* **Action item**: Copy out every line from the records that includes "enum".
Segment Start: Input
use std::path::PathBuf;

use thiserror::Error;

/// Failures on the three network channels.
#[derive(Error, Debug)]
pub enum SyncError {
    #[error("transport error: {0}")]
    Transport(#[from] reqwest::Error),

    #[error("server returned {status}: {body}")]
    Status { status: u16, body: String },

    #[error("live stream failed: {0}")]
    Stream(String),

    #[error("malformed payload: {0}")]
    MalformedPayload(#[from] serde_json::Error),
}

impl SyncError {
    pub fn code(&self) -> &'static str {
        match self {
            SyncError::Transport(_) | SyncError::Status { .. } => "TRANSPORT_FAILURE",
            SyncError::Stream(_) => "STREAM_FAILURE",
            SyncError::MalformedPayload(_) => "MALFORMED_PAYLOAD",
        }
    }
}

#[derive(Error, Debug)]
pub enum ConfigError {
    #[error("invalid server url `{0}`: expected an http:// or https:// base url")]
    InvalidServerUrl(String),
}

#[derive(Error, Debug)]
pub enum IdentityError {
    #[error("identity file {path}: {source}")]
    Io {
        path: PathBuf,
        #[source]
        source: std::io::Error,
    },
}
Segment End: Input
* **Exercise response**:
pub enum SyncError {
pub enum ConfigError {
pub enum IdentityError {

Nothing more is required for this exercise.